I think you might have misunderstood what I was proposing, but it's probably my 
fault for not expressing it well. With my suggestion, all nodes continue to be 
equal participants and there are no special nodes. I used the term "endpoint" 
previously to mean one of the two nodes which a regular channel belongs to, and 
not to mean some kind of special node. Any node can open channels to any other 
node - the "buckets" are merely a strategy for locally organizing gossip so 
that it can be made more efficient. The term "buckets" is used in the 
descriptions of other DHTs such as Kademlia too, and they don't refer to 
splitting up the global network, they merely provide a perspective for looking 
at subsections of it.

I'm certainly interested in any solutions which keep the network permissionless 
because we really don't want to end up with DNS 2.0 or similar.

> Various nodes may have different resources (BTC, CPU, memory, bandwidth, 
> latency).
> Such inequalities are inevitable in this universe.
> But these nodes should still, as much as we can, remain peers on the network.

My suggestion accounts for the difference in computational requirements, as 
each node can determine its own depth in  the tree based on the approximate 
quantity of information it wishes to gossip. A node could filter information to 
whichever depth of the tree they wished, by setting the bucket size at which 
they spill. This also allows for the size of gossip to dynamically shrink as 
the network grows, and is similar to garbage collection, in which anything 
which isn't part of the destination bucket on spilling is purged.

Nodes could also pick (multiple) specific quadtree buckets to communicate all 
gossip about through filters they negotiate (the filter being the hash prefix 
of the desired bucket). It might be desirable to broadcast their filter as part 
of the gossip itself, so that other nodes can learn who are the better 
information providers, but again this would be completely optional.

---

> This rule can be probabilistically fulfilled by having each node N know *at 
> least* routes to some nodes Ls..., where for all L <- Ls, dist(N, L) < some 
> constant.
> The constant here can be selected by each node independently, depending on 
> its memory and CPU capacity.
(the node knowing more routes than that is perfectly fine)
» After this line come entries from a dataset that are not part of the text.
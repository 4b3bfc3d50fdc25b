use std::io;
use std::mem;

use log::warn;

use crate::connection::{Connection, ReadState};
use crate::Clock;

/// Bound on any single poll so exit conditions are re-checked even when no
/// socket turns ready; also guards the drain phases against an all-idle set
/// parking the loop.
pub const DRAIN_POLL_MS: i32 = 4000;
const WINDOW_POLL_CAP_MS: i32 = 1000;

/// One poll pass over a worker's connections: wait for readiness (bounded
/// by `timeout_ms`), then service every ready socket.  The timestamp fed to
/// the read path is taken once, after the poll returns.  Returns the
/// indices of connections that failed, in ascending order.
pub fn poll_connections(
    conns: &mut Vec<Connection>,
    timeout_ms: i32,
    clock: &Clock,
) -> Vec<(usize, io::Error)> {
    let mut fds: Vec<libc::pollfd> = conns
        .iter()
        .map(|c| libc::pollfd {
            fd: c.fd(),
            events: libc::POLLIN | if c.has_tx_pending() { libc::POLLOUT } else { 0 },
            revents: 0,
        })
        .collect();

    let rc = unsafe { libc::poll(fds.as_mut_ptr(), fds.len() as libc::nfds_t, timeout_ms) };
    if rc <= 0 {
        // Timeout, or EINTR; either way the caller re-evaluates.
        return Vec::new();
    }

    let now = clock.now();
    let mut failed = Vec::new();
    for (i, fd) in fds.iter().enumerate() {
        if fd.revents == 0 {
            continue;
        }
        let conn = &mut conns[i];
        let mut result = Ok(());
        if fd.revents & (libc::POLLIN | libc::POLLERR | libc::POLLHUP) != 0 {
            result = conn.handle_read(now);
        }
        if result.is_ok() && fd.revents & libc::POLLOUT != 0 {
            result = conn.flush();
        }
        if let Err(e) = result {
            failed.push((i, e));
        }
    }
    failed
}

/// Run the loop until every connection is IDLE.  Used for the setup, SASL,
/// and load phases.  The IDLE predicate is checked before each poll, so a
/// set that is already idle never enters the kernel.  Any failure here is
/// fatal to the run: a dead connection during setup would skew the
/// negotiated rate, and a dead lead connection would leave the DB
/// half-loaded.
pub fn drain_until_idle(conns: &mut Vec<Connection>, clock: &Clock) -> io::Result<()> {
    loop {
        if conns
            .iter()
            .all(|c| c.read_state == ReadState::Idle)
        {
            return Ok(());
        }

        let failed = poll_connections(conns, DRAIN_POLL_MS, clock);
        if let Some((i, e)) = failed.into_iter().next() {
            return Err(io::Error::new(
                e.kind(),
                format!("{}: {}", conns[i].peer(), e),
            ));
        }

        let now = clock.now();
        for conn in conns.iter_mut() {
            conn.drive_write_machine(now)?;
        }
    }
}

/// Drive a warmup or measurement window until every connection's exit
/// condition holds.  Per-connection failures here tear the connection down
/// and discard its stats; the run continues with the survivors.  Returns
/// the cached timestamp at loop exit.
pub fn run_window(conns: &mut Vec<Connection>, clock: &Clock, start: f64, window: f64) -> f64 {
    let blocking = conns.first().map_or(false, |c| c.options.blocking);

    for conn in conns.iter_mut() {
        conn.arm(start, window);
    }
    // Kick the write machines into motion.
    let now = clock.now();
    reap(conns, |conn| conn.drive_write_machine(now));

    loop {
        let now = clock.now();
        if conns.iter().all(|c| c.check_exit_condition(now)) {
            return now;
        }

        let timeout = if blocking {
            window_timeout_ms(conns, now, start + window)
        } else {
            0
        };

        let failed = poll_connections(conns, timeout, clock);
        for (i, e) in failed.into_iter().rev() {
            warn!("{}: connection failed, dropping: {}", conns[i].peer(), e);
            conns.remove(i);
        }
        if conns.is_empty() {
            return clock.now();
        }

        let now = clock.now();
        reap(conns, |conn| conn.drive_write_machine(now));
    }
}

fn reap<F>(conns: &mut Vec<Connection>, mut f: F)
where
    F: FnMut(&mut Connection) -> io::Result<()>,
{
    let mut i = 0;
    while i < conns.len() {
        match f(&mut conns[i]) {
            Ok(()) => i += 1,
            Err(e) => {
                warn!("{}: connection failed, dropping: {}", conns[i].peer(), e);
                conns.remove(i);
            }
        }
    }
}

/// Poll timeout for the blocking loop: the nearest scheduled issue instant
/// or the window end, whichever comes first.
fn window_timeout_ms(conns: &[Connection], now: f64, window_end: f64) -> i32 {
    let mut next = window_end;
    for conn in conns {
        if let Some(t) = conn.next_wakeup() {
            if t < next {
                next = t;
            }
        }
    }
    let dt_ms = ((next - now).max(0.0) * 1000.0).ceil() as i64;
    dt_ms.min(WINDOW_POLL_CAP_MS as i64) as i32
}

/// CPUs in this process's inherited affinity mask, ascending.
pub fn inherited_cpus() -> Vec<usize> {
    let mut set: libc::cpu_set_t = unsafe { mem::zeroed() };
    let rc = unsafe { libc::sched_getaffinity(0, mem::size_of::<libc::cpu_set_t>(), &mut set) };
    if rc != 0 {
        warn!(
            "sched_getaffinity failed: {}",
            io::Error::last_os_error()
        );
        return Vec::new();
    }
    (0..libc::CPU_SETSIZE as usize)
        .filter(|&cpu| unsafe { libc::CPU_ISSET(cpu, &set) })
        .collect()
}

/// Pin the calling thread to one CPU.
pub fn pin_to_cpu(cpu: usize) -> io::Result<()> {
    let mut set: libc::cpu_set_t = unsafe { mem::zeroed() };
    unsafe {
        libc::CPU_ZERO(&mut set);
        libc::CPU_SET(cpu, &mut set);
    }
    let rc = unsafe { libc::sched_setaffinity(0, mem::size_of::<libc::cpu_set_t>(), &set) };
    if rc != 0 {
        return Err(io::Error::last_os_error());
    }
    Ok(())
}
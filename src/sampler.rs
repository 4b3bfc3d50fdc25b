use rand::Rng;
use rand_mt::Mt64;

/// Default number of retained latency samples per sampler.  Average and
/// standard deviation use exact whole-population accumulators, so only tail
/// percentiles are subject to reservoir error.
pub const RESERVOIR_CAPACITY: usize = 100_000;

#[derive(Copy, Clone, Debug, PartialEq)]
pub enum OpKind {
    Get,
    Set,
    OpQ,
}

/// One completed operation.  Times are seconds relative to process boot.
#[derive(Copy, Clone, Debug, PartialEq)]
pub struct Operation {
    pub start_time: f64,
    pub end_time: f64,
    pub kind: OpKind,
}

impl Operation {
    pub fn time(&self) -> f64 {
        self.end_time - self.start_time
    }
}

/// Bounded-memory reservoir over operation latencies.  Mergeable; keeps the
/// retained samples in capture order for `--save`.
#[derive(Clone)]
pub struct Sampler {
    samples: Vec<Operation>,
    capacity: usize,
    total: u64,
    sum: f64,
    sum_sq: f64,
    rng: Mt64,
}

impl Sampler {
    pub fn new() -> Sampler {
        Sampler::with_capacity(RESERVOIR_CAPACITY)
    }

    pub fn with_capacity(capacity: usize) -> Sampler {
        assert!(capacity > 0);
        Sampler {
            samples: Vec::new(),
            capacity,
            total: 0,
            sum: 0.0,
            sum_sq: 0.0,
            rng: Mt64::new(rand::thread_rng().gen::<u64>()),
        }
    }

    pub fn sample(&mut self, op: Operation) {
        debug_assert!(op.end_time >= op.start_time);
        self.total += 1;
        let t = op.time();
        self.sum += t;
        self.sum_sq += t * t;

        if self.samples.len() < self.capacity {
            self.samples.push(op);
        } else {
            let j = self.rng.gen_range(0..self.total) as usize;
            if j < self.capacity {
                self.samples[j] = op;
            }
        }
    }

    pub fn total(&self) -> u64 {
        self.total
    }

    pub fn is_empty(&self) -> bool {
        self.total == 0
    }

    /// Mean latency in seconds over the whole population.
    pub fn get_avg(&self) -> f64 {
        if self.total == 0 {
            return 0.0;
        }
        self.sum / self.total as f64
    }

    /// Population standard deviation in seconds.
    pub fn get_stddev(&self) -> f64 {
        if self.total == 0 {
            return 0.0;
        }
        let n = self.total as f64;
        let var = (self.sum_sq / n) - (self.sum / n) * (self.sum / n);
        var.max(0.0).sqrt()
    }

    /// p-th percentile in seconds over the retained samples.  `get_nth(0.0)`
    /// is the minimum retained sample, `get_nth(100.0)` the maximum.
    pub fn get_nth(&self, p: f64) -> f64 {
        if self.samples.is_empty() {
            return 0.0;
        }
        let mut v: Vec<f64> = self.samples.iter().map(|op| op.time()).collect();
        v.sort_by(|a, b| a.partial_cmp(b).unwrap());
        let rank = ((p / 100.0) * (v.len() as f64 - 1.0)).round() as usize;
        v[rank.min(v.len() - 1)]
    }

    /// Retained samples in capture order.
    pub fn samples(&self) -> &[Operation] {
        &self.samples
    }

    pub fn merge(&mut self, other: &Sampler) {
        self.total += other.total;
        self.sum += other.sum;
        self.sum_sq += other.sum_sq;
        self.samples.extend_from_slice(&other.samples);

        if self.samples.len() > self.capacity {
            // Partial Fisher-Yates: after shuffling the first `capacity`
            // positions against the whole vector, truncation keeps a
            // uniform subset.
            for i in 0..self.capacity {
                let j = self.rng.gen_range(i..self.samples.len());
                self.samples.swap(i, j);
            }
            self.samples.truncate(self.capacity);
        }
    }
}

impl Default for Sampler {
    fn default() -> Sampler {
        Sampler::new()
    }
}

impl std::fmt::Debug for Sampler {
    fn fmt(&self, f: &mut std::fmt::Formatter<'_>) -> std::fmt::Result {
        f.debug_struct("Sampler")
            .field("total", &self.total)
            .field("retained", &self.samples.len())
            .field("capacity", &self.capacity)
            .finish()
    }
}
impl Coordinator {
    /// Master side: connect to every agent's coordination port.  A
    /// connection refusal here is a configuration error surfaced to the
    /// caller, not an agent failure.
    pub fn connect_master(
        agents: &[String],
        port: u16,
        timeout: Option<Duration>,
    ) -> io::Result<Coordinator> {
        let mut peers = Vec::new();
        for host in agents {
            let addr = format!("{}:{}", host, port);
            let stream = TcpStream::connect((host.as_str(), port)).map_err(|e| {
                io::Error::new(
                    e.kind(),
                    format!(
                        "agent not available at {}; is the agent process running? ({})",
                        addr, e
                    ),
                )
            })?;
            configure_peer(&stream, timeout)?;
            debug!("connected to agent at {}", addr);
            peers.push(AgentPeer { stream, addr });
        }
        Ok(Coordinator {
            role: Role::Master { peers },
        })
    }

    /// Agent side: wrap the accepted master connection.
    pub fn agent(stream: TcpStream) -> Coordinator {
        Coordinator {
            role: Role::Agent { stream },
        }
    }

    pub fn is_master(&self) -> bool {
        matches!(self.role, Role::Master { .. })
    }

    pub fn peers_alive(&self) -> usize {
        match &self.role {
            Role::Master { peers } => peers.len(),
            Role::Agent { .. } => 1,
        }
    }

    /// PREPARATION: broadcast options, gather per-agent weighted thread
    /// counts, compute and broadcast lambda_denom, and derive this
    /// process's lambda.  Master only.
    pub fn prep(
        &mut self,
        options: &mut Options,
        servers: &[String],
        cfg: &RunConfig,
    ) -> io::Result<()> {
        let peers = match &mut self.role {
            Role::Master { peers } => peers,
            Role::Agent { .. } => return Ok(()),
        };

        let mut sum = options.lambda_denom;
        if let Some(mc) = cfg.measure_connections {
            sum = mc * options.server_given * options.threads;
        }
        let master_sum = sum;
        if let Some(mq) = cfg.measure_qps {
            // The agents carry the load; the master only measures.
            sum = 0;
            if options.qps > 0 {
                options.qps = options.qps.saturating_sub(mq);
            }
        }

        let mut blob = Vec::new();
        options.encode(&mut blob);

        let mut i = 0;
        while i < peers.len() {
            let num = match prep_one(&mut peers[i], &blob, servers) {
                Ok(num) => num,
                Err(e) => {
                    warn!(
                        "agent failure detected, skipping agent {}: {}",
                        peers[i].addr, e
                    );
                    peers.remove(i);
                    continue;
                }
            };
            sum += options.connections
                * if options.roundrobin {
                    (servers.len() as u32).max(num)
                } else {
                    servers.len() as u32 * num
                };
            i += 1;
        }

        options.lambda_denom = sum;
        options.recompute_lambda(cfg.lambda_mul);
        debug!("lambda_denom = {}", sum);

        if let Some(mq) = cfg.measure_qps {
            let master_lambda = f64::from(mq) / f64::from(master_sum.max(1));
            if options.qps > 0 && master_lambda > options.lambda {
                warn!(
                    "measurement lambda ({:.1}) exceeds fleet lambda ({:.1})",
                    master_lambda, options.lambda
                );
            }
            options.lambda = master_lambda;
        }
        if let Some(md) = cfg.measure_depth {
            options.depth = md;
        }

        let mut denom = [0u8; 4];
        BigEndian::write_u32(&mut denom, sum);
        let mut i = 0;
        while i < peers.len() {
            let ok = send_frame(&mut peers[i].stream, &denom).is_ok()
                && recv_token(&mut peers[i].stream) == TOKEN_THANKS;
            if !ok {
                warn!(
                    "agent failure detected, skipping agent {}",
                    peers[i].addr
                );
                peers.remove(i);
                continue;
            }
            i += 1;
        }

        if peers.is_empty() {
            return Err(io::Error::new(
                io::ErrorKind::NotConnected,
                "every agent failed during preparation",
            ));
        }

        debug!("master sleeps {:?} before connecting", AGENT_HEAD_START);
        thread::sleep(AGENT_HEAD_START);
        Ok(())
    }

    /// One barrier point.  Returns the number of synchronization errors
    /// observed; failed agents are removed from the active set.
    pub fn sync(&mut self) -> usize {
        match &mut self.role {
            Role::Master { peers } => {
                let mut errors = 0;

                for peer in peers.iter_mut() {
                    if let Err(e) = send_token(&mut peer.stream, TOKEN_SYNC_REQ) {
                        warn!("{}: sync_req send failed: {}", peer.addr, e);
                        errors += 1;
                    }
                }

                errors += collect_replies(peers, TOKEN_SYNC);

                for peer in peers.iter_mut() {
                    if let Err(e) = send_token(&mut peer.stream, TOKEN_PROCEED) {
                        warn!("{}: proceed send failed: {}", peer.addr, e);
                        errors += 1;
                    }
                }

                errors += collect_replies(peers, TOKEN_ACK);
                errors
            }
            Role::Agent { stream } => {
                let mut errors = 0;
                let rep = recv_token(stream);
                if rep != TOKEN_SYNC_REQ {
                    warn!("out of sync: expected sync_req, got {:?}", rep);
                    errors += 1;
                }
                let _ = send_token(stream, TOKEN_SYNC);
                let rep = recv_token(stream);
                if rep != TOKEN_PROCEED {
                    warn!("out of sync: expected proceed, got {:?}", rep);
                    errors += 1;
                }
                let _ = send_token(stream, TOKEN_ACK);
                errors
            }
        }
    }

    /// FINISH: collect AgentStats from every surviving agent and fold them
    /// into the master's totals.
    pub fn finish(&mut self, stats: &mut ConnectionStats) {
        let peers = match &mut self.role {
            Role::Master { peers } => peers,
            Role::Agent { .. } => return,
        };

        let mut i = 0;
        while i < peers.len() {
            let collected = (|| -> io::Result<AgentStats> {
                send_token(&mut peers[i].stream, TOKEN_STATS)?;
                let blob = recv_frame(&mut peers[i].stream)?;
                AgentStats::decode(&mut &blob[..])
            })();
            match collected {
                Ok(agent_stats) => {
                    debug!(
                        "agent {}: {} gets, {} sets",
                        peers[i].addr, agent_stats.gets, agent_stats.sets
                    );
                    stats.accumulate_agent(&agent_stats);
                    i += 1;
                }
                Err(e) => {
                    warn!(
                        "agent failure detected, dropping stats from {}: {}",
                        peers[i].addr, e
                    );
                    peers.remove(i);
                }
            }
        }
    }
}
#[macro_use]
extern crate clap;

extern crate byteorder;
extern crate env_logger;
extern crate hostname;
extern crate itertools;
extern crate libc;
extern crate log;
extern crate rand;
extern crate rand_distr;
extern crate rand_mt;

use std::fs::File;
use std::io::Write as _;
use std::net::{TcpStream, ToSocketAddrs};
use std::process;
use std::sync::{Arc, Mutex};
use std::time::{Duration, Instant};

use clap::{App, Arg, ArgMatches};
use itertools::Itertools;
use log::{debug, error, info, warn, LevelFilter};
use rand::{Rng, RngCore};
use rand_mt::Mt64;

mod connection;
mod coordinator;
mod distribution;
mod driver;
mod memcached;
mod options;
mod sampler;
mod stats;
mod worker;

use coordinator::Coordinator;
use distribution::{Distribution, SizeGenerator};
use driver::RunConfig;
use options::Options;
use stats::{AgentStats, ConnectionStats};

const MAXIMUM_CONNECTIONS: u32 = 512;
/// Value payload pool; SETs carve their bytes out of this shared buffer.
const VALUE_BUFFER_SIZE: usize = 2 * 1024 * 1024;

/// The search loop gives up narrowing once the bracket is this tight.
const SEARCH_PEAK_FLOOR: f64 = 0.01;
/// Fine-tune backs the target off by 1% per step.
const FINE_TUNE_STEP: f64 = 0.99;

/// Monotonic boot-relative clock; every timestamp in the process is a
/// number of seconds since this was created.
#[derive(Copy, Clone)]
pub struct Clock {
    boot: Instant,
}

impl Clock {
    pub fn new() -> Clock {
        Clock {
            boot: Instant::now(),
        }
    }

    pub fn now(&self) -> f64 {
        self.boot.elapsed().as_secs_f64()
    }
}

/// Owned input buffer: bytes arrive at the head, complete replies are
/// pulled from the tail.
pub struct Buffer {
    buf: Vec<u8>,
    head: usize,
    tail: usize,
}
#[cfg(test)]
mod tests {
    use super::*;
    use std::io::Read as _;
    use std::net::TcpListener;
    use std::time::Instant;

    fn test_options() -> Options {
        let mut o = Options::default();
        o.keysize = "8".to_string();
        o.valuesize = "8".to_string();
        o.iadist = "fixed".to_string();
        o.records = 10;
        o.update = 0.0;
        o
    }

    fn payload() -> Arc<Vec<u8>> {
        Arc::new(vec![0x5a; 4096])
    }

    /// Poll handle_read until the predicate holds or we give up.
    fn pump(conn: &mut Connection, now: f64, until: impl Fn(&Connection) -> bool) {
        let deadline = Instant::now() + Duration::from_secs(5);
        while !until(conn) {
            assert!(Instant::now() < deadline, "timed out waiting on connection");
            conn.handle_read(now).unwrap();
            thread::sleep(Duration::from_millis(1));
        }
    }

    #[test]
    fn synchronous_get_records_a_miss() {
        let listener = TcpListener::bind("127.0.0.1:0").unwrap();
        let port = listener.local_addr().unwrap().port();
        let server = thread::spawn(move || {
            let (mut s, _) = listener.accept().unwrap();
            let mut req = vec![0u8; b"get 0AAAAAAA\r\n".len()];
            s.read_exact(&mut req).unwrap();
            s.write_all(b"END\r\n").unwrap();
            s
        });

        let mut opts = test_options();
        opts.depth = 1;
        opts.lambda = 0.0;
        let mut conn = Connection::new("127.0.0.1", port, &opts, payload(), false).unwrap();
        assert_eq!(conn.read_state, ReadState::Idle);

        conn.arm(0.0, 10.0);
        conn.drive_write_machine(0.0).unwrap();
        assert_eq!(conn.read_state, ReadState::WaitingForGet);
        assert_eq!(conn.fifo.len(), 1);

        pump(&mut conn, 0.5, |c| c.fifo.is_empty());
        let _ = server.join().unwrap();

        assert_eq!(conn.read_state, ReadState::Idle);
        assert_eq!(conn.stats.gets, 1);
        assert_eq!(conn.stats.get_misses, 1);
        assert_eq!(conn.stats.get_sampler.total(), 1);
        assert!((conn.stats.get_sampler.get_avg() - 0.5).abs() < 1e-9);
    }

    #[test]
    fn closed_loop_fills_pipeline_to_depth() {
        let listener = TcpListener::bind("127.0.0.1:0").unwrap();
        let port = listener.local_addr().unwrap().port();
        let _guard = thread::spawn(move || listener.accept().unwrap());

        let mut opts = test_options();
        opts.depth = 8;
        opts.lambda = 0.0;
        let mut conn = Connection::new("127.0.0.1", port, &opts, payload(), false).unwrap();

        conn.arm(0.0, 10.0);
        conn.drive_write_machine(0.0).unwrap();
        assert_eq!(conn.fifo.len(), 8);
        assert_eq!(conn.stats.sets, 0);

        // A second tick must not overfill.
        conn.drive_write_machine(1.0).unwrap();
        assert_eq!(conn.fifo.len(), 8);
    }

    #[test]
    fn full_pipeline_with_skip_drops_slots_and_advances() {
        let listener = TcpListener::bind("127.0.0.1:0").unwrap();
        let port = listener.local_addr().unwrap().port();
        let _guard = thread::spawn(move || listener.accept().unwrap());

        let mut opts = test_options();
        opts.depth = 2;
        opts.skip = true;
        opts.lambda = 100.0; // fixed inter-arrival of 10 ms
        let mut conn = Connection::new("127.0.0.1", port, &opts, payload(), false).unwrap();

        conn.arm(0.0, 10.0);
        conn.drive_write_machine(0.0).unwrap();
        assert_eq!(conn.fifo.len(), 1);

        conn.drive_write_machine(0.055).unwrap();
        assert_eq!(conn.fifo.len(), 2);
        // Slots at 20, 30, 40, 50 ms were missed while the pipeline was full.
        assert_eq!(conn.stats.skips, 4);

        // Without further missed deadlines the skip count holds.
        conn.drive_write_machine(0.056).unwrap();
        assert_eq!(conn.stats.skips, 4);
    }

    #[test]
    fn full_pipeline_without_skip_backlogs() {
        let listener = TcpListener::bind("127.0.0.1:0").unwrap();
        let port = listener.local_addr().unwrap().port();
        let _guard = thread::spawn(move || listener.accept().unwrap());

        let mut opts = test_options();
        opts.depth = 2;
        opts.skip = false;
        opts.lambda = 100.0;
        let mut conn = Connection::new("127.0.0.1", port, &opts, payload(), false).unwrap();

        conn.arm(0.0, 10.0);
        conn.drive_write_machine(0.055).unwrap();
        assert_eq!(conn.fifo.len(), 2);
        assert_eq!(conn.stats.skips, 0);
    }

    #[test]
    fn issuing_stops_at_window_end() {
        let listener = TcpListener::bind("127.0.0.1:0").unwrap();
        let port = listener.local_addr().unwrap().port();
        let _guard = thread::spawn(move || listener.accept().unwrap());

        let mut opts = test_options();
        opts.depth = 4;
        opts.lambda = 0.0;
        let mut conn = Connection::new("127.0.0.1", port, &opts, payload(), false).unwrap();

        conn.arm(0.0, 1.0);
        conn.drive_write_machine(1.5).unwrap();
        assert_eq!(conn.fifo.len(), 0);
        assert!(!conn.check_exit_condition(0.5));
        assert!(conn.check_exit_condition(1.5));
    }

    #[test]
    fn loading_issues_every_record_and_returns_to_idle() {
        let listener = TcpListener::bind("127.0.0.1:0").unwrap();
        let port = listener.local_addr().unwrap().port();
        let records = 10u64;
        let server = thread::spawn(move || {
            let (mut s, _) = listener.accept().unwrap();
            let req_len = b"set 0AAAAAAA 0 0 8\r\n".len() + 8 + 2;
            let mut seen = 0;
            let mut buf = vec![0u8; req_len];
            while seen < records {
                s.read_exact(&mut buf).unwrap();
                s.write_all(b"STORED\r\n").unwrap();
                seen += 1;
            }
        });

        let mut opts = test_options();
        opts.depth = 4;
        opts.records = records;
        let mut conn = Connection::new("127.0.0.1", port, &opts, payload(), true).unwrap();

        conn.start_loading().unwrap();
        assert_eq!(conn.read_state, ReadState::Loading);
        assert!(conn.is_loading());

        let deadline = Instant::now() + Duration::from_secs(5);
        while conn.is_loading() {
            assert!(Instant::now() < deadline, "load did not finish");
            conn.handle_read(0.0).unwrap();
            conn.drive_write_machine(0.0).unwrap();
            thread::sleep(Duration::from_millis(1));
        }
        server.join().unwrap();

        assert_eq!(conn.read_state, ReadState::Idle);
        // Load SETs are drained before measurement; reset discards them.
        conn.reset();
        assert_eq!(conn.stats.sets, 0);
    }

    #[test]
    fn non_loader_ignores_start_loading() {
        let listener = TcpListener::bind("127.0.0.1:0").unwrap();
        let port = listener.local_addr().unwrap().port();
        let _guard = thread::spawn(move || listener.accept().unwrap());

        let mut conn =
            Connection::new("127.0.0.1", port, &test_options(), payload(), false).unwrap();
        conn.start_loading().unwrap();
        assert_eq!(conn.read_state, ReadState::Idle);
        assert!(!conn.is_loading());
    }

    #[test]
    fn set_payload_is_derived_from_the_key() {
        let listener = TcpListener::bind("127.0.0.1:0").unwrap();
        let port = listener.local_addr().unwrap().port();
        let _guard = thread::spawn(move || {
            let a = listener.accept().unwrap();
            let b = listener.accept().unwrap();
            (a, b)
        });

        let opts = test_options();
        let pool: Arc<Vec<u8>> = Arc::new((0..4096u32).map(|i| i as u8).collect());
        let mut a = Connection::new("127.0.0.1", port, &opts, pool.clone(), false).unwrap();
        let mut b = Connection::new("127.0.0.1", port, &opts, pool, false).unwrap();

        // Two connections with independently seeded RNGs must emit the
        // same bytes for the same record.
        for key in [0u64, 7, 9] {
            a.tx.clear();
            b.tx.clear();
            a.emit_set(key);
            b.emit_set(key);
            assert_eq!(a.tx, b.tx, "key {}", key);
        }
    }

    #[test]
    fn fifo_matches_responses_in_order() {
        let listener = TcpListener::bind("127.0.0.1:0").unwrap();
        let port = listener.local_addr().unwrap().port();
        let server = thread::spawn(move || {
            let (mut s, _) = listener.accept().unwrap();
            let req_len = b"get 0AAAAAAA\r\n".len() * 2;
            let mut buf = vec![0u8; req_len];
            s.read_exact(&mut buf).unwrap();
            // First reply is a hit, second a miss.
            s.write_all(b"VALUE k 0 2\r\nok\r\nEND\r\nEND\r\n").unwrap();
            s
        });

        let mut opts = test_options();
        opts.depth = 2;
        opts.lambda = 0.0;
        let mut conn = Connection::new("127.0.0.1", port, &opts, payload(), false).unwrap();
        conn.arm(0.0, 10.0);
        conn.drive_write_machine(0.0).unwrap();
        assert_eq!(conn.fifo.len(), 2);

        pump(&mut conn, 1.0, |c| c.stats.gets == 2);
        let _ = server.join().unwrap();
        assert_eq!(conn.stats.get_misses, 1);
        // Both ops started at the same instant; order preserved head-first.
        let samples = conn.stats.get_sampler.samples();
        assert_eq!(samples.len(), 2);
        assert!(samples[0].end_time <= samples[1].end_time);
    }
}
The quadtree proposes a similar idea, but instead of using some constant, N 
knows about routes to Ls, where each L is within the same bucket. Essentially, 
i < dist(N, L) <= j, where i=BUCKET_MIN and j=BUCKET_MAX. For example, if using 
8-bit ids and the first two bits identify the bucket, then i=00000000, 
j=00111111. I guess the equivalent distance using your constant would be 
k=00100000, to cover the same range but without discriminating the results 
based on any boundaries like my suggestion does.

> Then, we can have the following global rule:
> * Given three nodes X, Y, and Z, and dist(X, Z) < dist(Y, Z), then X SHOULD 
> be more likely to know a route from itself to Z, than Y to know a route from 
> itself to Z, is also met for nodes which are in different buckets.

This rule is essentially the same as what I was thinking for the distance 
between buckets. With the autopilot suggestion of decreasing the number of 
channels opened as distance increases, the probability of knowing about a 
neighbouring bucket is increased compared with a distant one.

---

> It looks for any node L <- Ls such that dist(L, D) < dist(N, D).
> In fact, it can just sort those nodes according to dist(L, D) and start with 
> the lowest distance, and fail once it reaches a dist(L, D) that exceeds its 
> own dist(N, D).
> The above algorithm converges since dist(N, D) for each N that is delegated 
> to will progressively get smaller until we reach some N that knows the 
> destination D.

This proposal also seems very similar to how existing DHTs work, unless I'm 
mistaken. My problem with the approach of existing DHTs is that they are 
suboptimal for the number of queries which must be made to find a route - which 
is worst-case O(log n) for example, in Chord or Kademlia. This isn't a problem 
for things like file-sharing where latency isn't a major concern, but we don't 
really want to be waiting for a bunch of queries if we're stood in queue to pay 
for a coffee. (Given also that some routes may fail due to inherent constraints 
of the LN itself). As the network grows, the efficiency of route finding 
declines too.

I came up with the idea of using the quadtree specifically for trying to reduce 
the maxmimum (or typical) route length to query where possible, at the expense 
of storing much more information than existing DHTs, but trying to get 
reasonable savings on resources. Although the worst-case query cost is still 
O(log n), it seems that this is unlikely to occur and O(1) seems plausible for 
small depth.

The other expense is that this approach will not find the most optimal routes, 
as it prioiritizes considering the smallest number of buckets. However, it is 
not possible to know the most optimal path without knowing about the entire 
network topology anyway, so this problem exists with the DHT too. I've 
optimized for reduced querying.

> All nodes remain peers, there are no special "flare nodes", no special "knows 
> the entire map" nodes, no "knows my octant" nodes, no "endpoint" nodes, no 
> hubs and spokes.

There are no special nodes in my approach, only a commitment to maintain 
information about nodes (and their channels) whose PKH prefix matches your own 
at the depth you have chosen to gossip, regardless of whether or not they've 
advertized the same feature. A node expressing depth=0 would be a "knows the 
entire map" node, but it does not give them any special status.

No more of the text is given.